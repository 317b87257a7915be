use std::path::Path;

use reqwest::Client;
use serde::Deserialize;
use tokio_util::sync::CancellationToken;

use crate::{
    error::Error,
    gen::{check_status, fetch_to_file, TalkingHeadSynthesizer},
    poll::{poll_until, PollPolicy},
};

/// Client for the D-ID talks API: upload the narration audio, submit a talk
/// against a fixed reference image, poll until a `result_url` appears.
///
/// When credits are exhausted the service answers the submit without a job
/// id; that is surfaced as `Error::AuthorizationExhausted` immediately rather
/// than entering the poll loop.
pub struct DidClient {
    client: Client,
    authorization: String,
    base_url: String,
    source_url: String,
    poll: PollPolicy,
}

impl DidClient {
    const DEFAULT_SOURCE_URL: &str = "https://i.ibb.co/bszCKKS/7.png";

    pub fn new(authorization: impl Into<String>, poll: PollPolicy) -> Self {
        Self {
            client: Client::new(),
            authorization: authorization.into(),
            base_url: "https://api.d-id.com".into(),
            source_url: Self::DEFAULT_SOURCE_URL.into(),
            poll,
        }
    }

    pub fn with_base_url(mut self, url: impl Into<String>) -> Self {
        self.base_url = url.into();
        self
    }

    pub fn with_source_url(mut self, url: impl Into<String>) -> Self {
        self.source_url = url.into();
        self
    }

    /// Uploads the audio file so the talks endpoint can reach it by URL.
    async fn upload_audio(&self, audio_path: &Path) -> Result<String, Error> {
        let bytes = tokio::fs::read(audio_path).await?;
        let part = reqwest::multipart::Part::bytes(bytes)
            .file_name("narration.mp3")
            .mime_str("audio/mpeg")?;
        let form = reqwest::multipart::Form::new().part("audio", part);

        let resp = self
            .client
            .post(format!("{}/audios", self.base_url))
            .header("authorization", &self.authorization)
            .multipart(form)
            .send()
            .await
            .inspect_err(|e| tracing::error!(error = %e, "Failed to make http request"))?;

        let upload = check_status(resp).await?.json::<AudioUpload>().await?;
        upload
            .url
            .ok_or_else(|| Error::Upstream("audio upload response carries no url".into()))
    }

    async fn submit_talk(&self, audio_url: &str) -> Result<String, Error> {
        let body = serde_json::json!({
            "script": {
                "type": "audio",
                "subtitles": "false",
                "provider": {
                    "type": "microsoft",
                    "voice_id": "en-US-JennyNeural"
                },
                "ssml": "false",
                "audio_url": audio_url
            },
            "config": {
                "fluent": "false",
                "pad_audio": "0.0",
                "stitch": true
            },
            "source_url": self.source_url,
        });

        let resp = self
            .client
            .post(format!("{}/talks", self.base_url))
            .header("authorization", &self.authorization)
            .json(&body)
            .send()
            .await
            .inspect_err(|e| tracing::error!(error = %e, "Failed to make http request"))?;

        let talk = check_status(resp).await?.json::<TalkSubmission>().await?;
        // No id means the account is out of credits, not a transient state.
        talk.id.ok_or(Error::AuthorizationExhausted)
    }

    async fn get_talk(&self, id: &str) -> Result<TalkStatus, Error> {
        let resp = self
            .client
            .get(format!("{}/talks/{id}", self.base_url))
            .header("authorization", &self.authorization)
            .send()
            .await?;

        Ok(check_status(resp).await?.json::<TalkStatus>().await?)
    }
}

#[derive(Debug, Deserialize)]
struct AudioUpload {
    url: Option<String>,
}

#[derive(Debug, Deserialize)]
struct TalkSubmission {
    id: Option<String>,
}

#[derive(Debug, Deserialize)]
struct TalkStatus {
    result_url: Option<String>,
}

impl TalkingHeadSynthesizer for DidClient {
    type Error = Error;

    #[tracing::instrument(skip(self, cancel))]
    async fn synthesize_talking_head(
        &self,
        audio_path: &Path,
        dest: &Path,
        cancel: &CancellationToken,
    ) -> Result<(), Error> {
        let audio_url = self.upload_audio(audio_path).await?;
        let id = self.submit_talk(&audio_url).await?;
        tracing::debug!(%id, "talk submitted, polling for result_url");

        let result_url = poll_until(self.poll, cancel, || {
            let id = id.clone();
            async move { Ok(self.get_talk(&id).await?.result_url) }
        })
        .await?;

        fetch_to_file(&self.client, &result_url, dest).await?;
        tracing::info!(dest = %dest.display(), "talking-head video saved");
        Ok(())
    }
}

---

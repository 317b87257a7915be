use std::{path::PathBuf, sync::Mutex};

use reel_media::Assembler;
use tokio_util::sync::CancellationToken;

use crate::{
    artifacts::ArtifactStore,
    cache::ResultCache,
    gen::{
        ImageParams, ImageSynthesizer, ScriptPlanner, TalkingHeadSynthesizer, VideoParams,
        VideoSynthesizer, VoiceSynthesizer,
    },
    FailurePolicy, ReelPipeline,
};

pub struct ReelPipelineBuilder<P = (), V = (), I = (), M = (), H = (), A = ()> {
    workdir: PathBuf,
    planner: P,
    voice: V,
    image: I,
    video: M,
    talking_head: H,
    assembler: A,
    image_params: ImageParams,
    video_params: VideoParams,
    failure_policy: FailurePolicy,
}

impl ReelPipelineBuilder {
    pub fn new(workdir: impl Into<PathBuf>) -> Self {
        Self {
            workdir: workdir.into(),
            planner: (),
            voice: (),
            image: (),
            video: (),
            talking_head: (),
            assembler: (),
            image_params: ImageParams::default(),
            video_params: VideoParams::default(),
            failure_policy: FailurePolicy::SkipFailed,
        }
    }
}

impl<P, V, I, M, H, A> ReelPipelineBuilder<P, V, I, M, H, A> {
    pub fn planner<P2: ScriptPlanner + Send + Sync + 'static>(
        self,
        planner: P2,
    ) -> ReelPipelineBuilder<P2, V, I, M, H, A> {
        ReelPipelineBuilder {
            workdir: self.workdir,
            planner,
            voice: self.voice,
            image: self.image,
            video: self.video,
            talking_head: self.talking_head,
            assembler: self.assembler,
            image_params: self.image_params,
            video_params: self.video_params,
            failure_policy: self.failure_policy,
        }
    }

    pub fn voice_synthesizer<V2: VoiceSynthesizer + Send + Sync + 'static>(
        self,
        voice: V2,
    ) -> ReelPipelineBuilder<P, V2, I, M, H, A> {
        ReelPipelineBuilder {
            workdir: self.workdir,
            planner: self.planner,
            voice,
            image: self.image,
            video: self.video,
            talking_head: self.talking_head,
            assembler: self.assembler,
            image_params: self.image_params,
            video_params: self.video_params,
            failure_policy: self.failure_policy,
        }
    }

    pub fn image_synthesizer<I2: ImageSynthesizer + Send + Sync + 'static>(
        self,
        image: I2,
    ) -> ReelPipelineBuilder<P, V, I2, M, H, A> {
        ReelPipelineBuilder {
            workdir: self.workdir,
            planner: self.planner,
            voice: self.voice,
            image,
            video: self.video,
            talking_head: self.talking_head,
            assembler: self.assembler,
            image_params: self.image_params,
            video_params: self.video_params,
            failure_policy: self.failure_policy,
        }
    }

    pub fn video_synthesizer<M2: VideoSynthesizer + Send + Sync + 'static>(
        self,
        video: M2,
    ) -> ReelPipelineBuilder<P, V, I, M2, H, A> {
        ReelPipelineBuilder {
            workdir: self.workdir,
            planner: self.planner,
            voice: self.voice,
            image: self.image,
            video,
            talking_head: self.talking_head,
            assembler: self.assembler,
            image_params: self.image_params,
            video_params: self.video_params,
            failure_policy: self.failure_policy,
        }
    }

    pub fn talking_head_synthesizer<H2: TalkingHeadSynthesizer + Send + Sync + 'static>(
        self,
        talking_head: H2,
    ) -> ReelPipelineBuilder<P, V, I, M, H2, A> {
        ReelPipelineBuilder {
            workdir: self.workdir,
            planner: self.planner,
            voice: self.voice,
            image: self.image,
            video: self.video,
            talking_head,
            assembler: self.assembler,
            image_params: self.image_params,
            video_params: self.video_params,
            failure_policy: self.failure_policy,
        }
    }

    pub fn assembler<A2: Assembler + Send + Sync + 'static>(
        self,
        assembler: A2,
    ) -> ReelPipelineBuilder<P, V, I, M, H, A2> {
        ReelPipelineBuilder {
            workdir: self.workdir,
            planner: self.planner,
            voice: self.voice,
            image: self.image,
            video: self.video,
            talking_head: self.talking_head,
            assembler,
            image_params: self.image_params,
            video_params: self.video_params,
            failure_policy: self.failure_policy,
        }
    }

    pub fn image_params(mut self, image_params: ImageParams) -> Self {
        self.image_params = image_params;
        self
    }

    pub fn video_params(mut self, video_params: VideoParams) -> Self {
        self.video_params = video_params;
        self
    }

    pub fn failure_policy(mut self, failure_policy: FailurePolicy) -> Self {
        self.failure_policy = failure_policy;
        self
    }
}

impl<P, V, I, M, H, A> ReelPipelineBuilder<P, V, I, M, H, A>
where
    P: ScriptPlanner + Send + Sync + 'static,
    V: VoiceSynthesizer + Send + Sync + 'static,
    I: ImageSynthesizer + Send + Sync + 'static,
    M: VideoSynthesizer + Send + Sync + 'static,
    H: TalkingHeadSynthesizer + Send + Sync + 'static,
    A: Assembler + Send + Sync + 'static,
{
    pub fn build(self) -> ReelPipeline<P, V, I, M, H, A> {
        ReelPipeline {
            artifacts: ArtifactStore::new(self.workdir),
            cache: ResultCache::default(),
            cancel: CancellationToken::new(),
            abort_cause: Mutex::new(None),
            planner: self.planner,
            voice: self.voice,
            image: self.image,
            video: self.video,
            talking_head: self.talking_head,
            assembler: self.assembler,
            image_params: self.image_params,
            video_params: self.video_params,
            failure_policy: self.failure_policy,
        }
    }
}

Instructions for the task
In the listing, find every line containing the word "VoiceSynthesizer" and list it.

Exercise answer
        VideoSynthesizer, VoiceSynthesizer,
    pub fn voice_synthesizer<V2: VoiceSynthesizer + Send + Sync + 'static>(
    V: VoiceSynthesizer + Send + Sync + 'static,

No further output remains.